I minded my own business. Did I eavesdrop? Oh absolutely, but I would stay quiet so they wouldn’t tell me to go away in the few moments I was around them.

I’m not sure why my kids are not picking up on this. Every time they say something irrelevant I ask them why that even mattered? Then send them off. Example, my daughter, in the middle of the lake, in front of a ton of strangers, blurted out, “MOM, HOW MANY GUYS HAVE YOU DATED IN YOUR LIFE?” Nobody was talking about anything near dating or anything like that!

I fucking froze. Like why kid? Why now? What kind of intentions did you have behind that if any? You act so grown all the time why you asking that right now? You should know better!!!

I was baffled.

I played it off and redirected but why are kids like this?

Especially these days?

I always kick them out of our conversations, I know they want to be involved and need attention but sometimes, we need space.

Again, I’ve never remembered being so outspoken in adult conversations.

Maybe I’m not remembering correctly but let me hear about your experiences with your children or growing up as a child?

Did you mind your business or were you in the business but got dismissed? Never got dismissed? I’m so eager to know!

-Dear Perception

Disappoint Your Children

advice, mental health, Parenting, thoughts

Sounds crazy huh?

Let’s talk about how we can save our future generation from being spoiled and entitled brats. I think that’s a touchy topic because all parents love their children so much that they defend them, as do I so we’re not knocking those parents. However, I think it’s important to recognize when our kids suck.

Like when I tell them “No” or “Not right now” and they hear, “You’re never going to get it!”

Or when I tell them “Yeah, maybe tomorrow or tomorrow we’ll see” and they hear, “Tomorrow FOR SURE!” so when tomorrow comes and I say “No”, all of a sudden I suck as a parent right?

Today, I shouted out, “Sorry for disappointing you” to my twelve year old for the first time ever. This was in response to her mumbling as she’s walking away, “You said today, but of course, it’s not today!” My entire motherhood (12 years) has been prized on not disappointing them. On being the best mom ever for them because my mother set a very bad example of how to be a good mother. So to me, it means trying to be the person I needed and I’m aware that many parents do this.

Over our quarantining time together, I feel like my children and I have really taken it to another level. I am so real with my kids, sometimes too real, but in reality that’s what they need sometimes. Why should I wait for life to teach them hard lessons when I can slowly introduce them to it and desensitize them before they are adults? Do I do this on purpose? Absolutely not! But when an opportunity arises and I analyze it, I see that I’m teaching important lessons versus “how did I let my child down today?”! See what I did there? (Side note: it is important to note that you shouldn’t let your kid down continuously, that is not the message here!)

Let me explain it.

Today, I disappointed my child, and I knew it was going to be hard for me to do it but I was like, you know what, fuck it. Why? Because life isn’t fair and sometimes they are going to be disappointed. If it’s you disappointing them, at least they will understand it a little more. Especially because you can explain why it’s happening whereas that stranger won’t explain a damn thing.

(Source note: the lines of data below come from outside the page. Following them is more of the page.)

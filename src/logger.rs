// Copyright (c) Microsoft Corporation.
// Licensed under the MIT License.

use crate::options::OptionsError;

use core::fmt;
use core::str::FromStr;

use serde::{Deserialize, Serialize};

/// Severity used when an event is handed to a sink.
#[derive(Debug, Clone, Copy, Default, PartialEq, Eq, Deserialize, Serialize)]
#[serde(rename_all = "lowercase")]
pub enum LogLevel {
    Error,
    #[default]
    Warn,
    Info,
    Debug,
    Log,
}

impl LogLevel {
    pub fn as_str(&self) -> &'static str {
        match self {
            LogLevel::Error => "error",
            LogLevel::Warn => "warn",
            LogLevel::Info => "info",
            LogLevel::Debug => "debug",
            LogLevel::Log => "log",
        }
    }
}

impl fmt::Display for LogLevel {
    fn fmt(&self, f: &mut fmt::Formatter) -> fmt::Result {
        f.write_str(self.as_str())
    }
}

impl FromStr for LogLevel {
    type Err = OptionsError;

    fn from_str(s: &str) -> Result<Self, Self::Err> {
        match s.trim().to_ascii_lowercase().as_str() {
            "error" => Ok(LogLevel::Error),
            "warn" | "warning" => Ok(LogLevel::Warn),
            "info" => Ok(LogLevel::Info),
            "debug" => Ok(LogLevel::Debug),
            "log" => Ok(LogLevel::Log),
            _ => Err(OptionsError::UnknownLevel(s.to_string())),
        }
    }
}

/// A logger exposing one method per severity.
///
/// Every method defaults to doing nothing, so an implementation only
/// overrides the severities it cares about. Messages sent to a severity that
/// is not overridden are dropped.
pub trait Logger {
    fn error(&mut self, _message: &str) {}
    fn warn(&mut self, _message: &str) {}
    fn info(&mut self, _message: &str) {}
    fn debug(&mut self, _message: &str) {}
    fn log(&mut self, _message: &str) {}
}

/// Forwards to the `log` crate under the `retriever` target.
#[derive(Debug, Clone, Copy, Default)]
pub struct LogFacade;

impl Logger for LogFacade {
    fn error(&mut self, message: &str) {
        log::error!(target: "retriever", "{message}");
    }

    fn warn(&mut self, message: &str) {
        log::warn!(target: "retriever", "{message}");
    }

    fn info(&mut self, message: &str) {
        log::info!(target: "retriever", "{message}");
    }

    fn debug(&mut self, message: &str) {
        log::debug!(target: "retriever", "{message}");
    }

    fn log(&mut self, message: &str) {
        log::info!(target: "retriever", "{message}");
    }
}

type Callback = Box<dyn FnMut(LogLevel, &str) + Send>;

/// Where diagnostic output goes.
pub enum LogSink {
    /// Dispatch to the method matching the severity.
    Methods(Box<dyn Logger + Send>),

    /// Hand every message to one function.
    Callback(Callback),
}

impl LogSink {
    pub fn methods(logger: impl Logger + Send + 'static) -> Self {
        LogSink::Methods(Box::new(logger))
    }

    pub fn callback(f: impl FnMut(LogLevel, &str) + Send + 'static) -> Self {
        LogSink::Callback(Box::new(f))
    }

    /// A sink backed by the `log` crate.
    pub fn facade() -> Self {
        Self::methods(LogFacade)
    }

    pub fn emit(&mut self, level: LogLevel, message: &str) {
        match self {
            LogSink::Methods(logger) => match level {
                LogLevel::Error => logger.error(message),
                LogLevel::Warn => logger.warn(message),
                LogLevel::Info => logger.info(message),
                LogLevel::Debug => logger.debug(message),
                LogLevel::Log => logger.log(message),
            },
            LogSink::Callback(f) => f(level, message),
        }
    }
}

impl fmt::Debug for LogSink {
    fn fmt(&self, f: &mut fmt::Formatter) -> fmt::Result {
        match self {
            LogSink::Methods(_) => f.write_str("LogSink::Methods"),
            LogSink::Callback(_) => f.write_str("LogSink::Callback"),
        }
    }
}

That’s another important note. Make sure you talk with your children and explain your actions. Yeah, sometimes I’m not the best mom and I make plenty of mistakes! On the days where I feel overwhelmed I tell my kids the truth! “Leave me alone, I need five minutes, ya’ll are TOO much for me right now go take a break!” and I’ll even tell them, “I feel very frustrated right now and I don’t want to yell at you for no reason!” That’s real life! Those are emotions that they need to process and understand that it is totally normal to feel that way. It also took me years to get to this point! I had to slowly become more firm and honest. For their sake and mine!

Again, this is my style and I’m trying really hard to not raise sucky adults. When they are acting like brats, I tell them that too. Being ungrateful is not okay, especially when I know their lives can be much worse because mine was. They have their needs met and more so I believe my contribution to society is raising individuals who also contribute to society. Respectful, grateful, understanding, giving, compassionate, but they must also know boundaries. So yes, they are being raised with a little hood in them because they need to learn to survive. In the end, I’m teaching my kids to survive in this world, without me. That means to notice your emotions, notice when you’re wrong, notice your own flaws so others can’t point them out and then FIX them if they need to be fixed. Understand that you are not always right and that sometimes it’s best to listen instead of talk. These are all really hard concepts to understand but we are practicing all of them slowly throughout pre-teen and teenage years before adulthood smacks them in the face.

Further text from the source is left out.